Cutaneous SCC (cSCC) represents the most frequently occurring cancer with metastatic potential accounting for 20% of all skin cancer-related deaths. The incidence of cSCC has been increasing alarmingly especially in Nordic countries. Long noncoding RNAs (lncRNAs) are operationally defined subclass of ncRNAs, representing transcripts that are larger than 200 nt that do not appear to have protein-coding potential and play important role in gene regulation. To identify candidate clinically relevant lncRNAs in cSCC, we performed RNA sequencing in human cSCCs. One of the most upregulated lncRNA in cSCC was plasmacytoma variant translocation 1 gene (PVT1). Results from RNAseq was validated in an independent set of samples by q-RT-PCR demonstrating the overexpression of PVT in cSCC. RNAScope single-molecule in situ hybridization and analysis of the subcellular distribution of PVT1 lncRNA demonstrated that PVT1 is localized to the cell nucleus.
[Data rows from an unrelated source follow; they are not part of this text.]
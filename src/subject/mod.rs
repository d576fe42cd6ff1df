//! Subject description and per-frame encoding
//!
//! A subject is a named stream of frames. Its [`SubjectSchema`] is declared
//! once and fixes the role, property names and static data; each
//! [`FrameUpdate`] is then validated and normalized against that schema.

pub mod error;
pub mod frame;
pub mod metadata;
pub mod properties;
pub mod schema;

pub use error::{FrameError, PropertyError, SchemaError};
pub use frame::FrameUpdate;
pub use metadata::{FrameRate, Metadata};
pub use properties::{Alignment, Properties, PropertyValues};
pub use schema::SubjectSchema;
GapmeR-mediated knockdown of PVT1 resulted in increased apoptosis. Bioinformatic analysis of the PVT1 promoter identified binding sites for STAT1 and STAT3, confirmed by ENCODE chromatin-immunoprecipitation data. Results obtained with chemical inhibitors demonstrated that PVT1 is regulated by the components of JAK/STAT pathway. Our study suggests an oncogenic role for PVT1 in cSCC and that it is regulated by the JAK/STAT-pathway.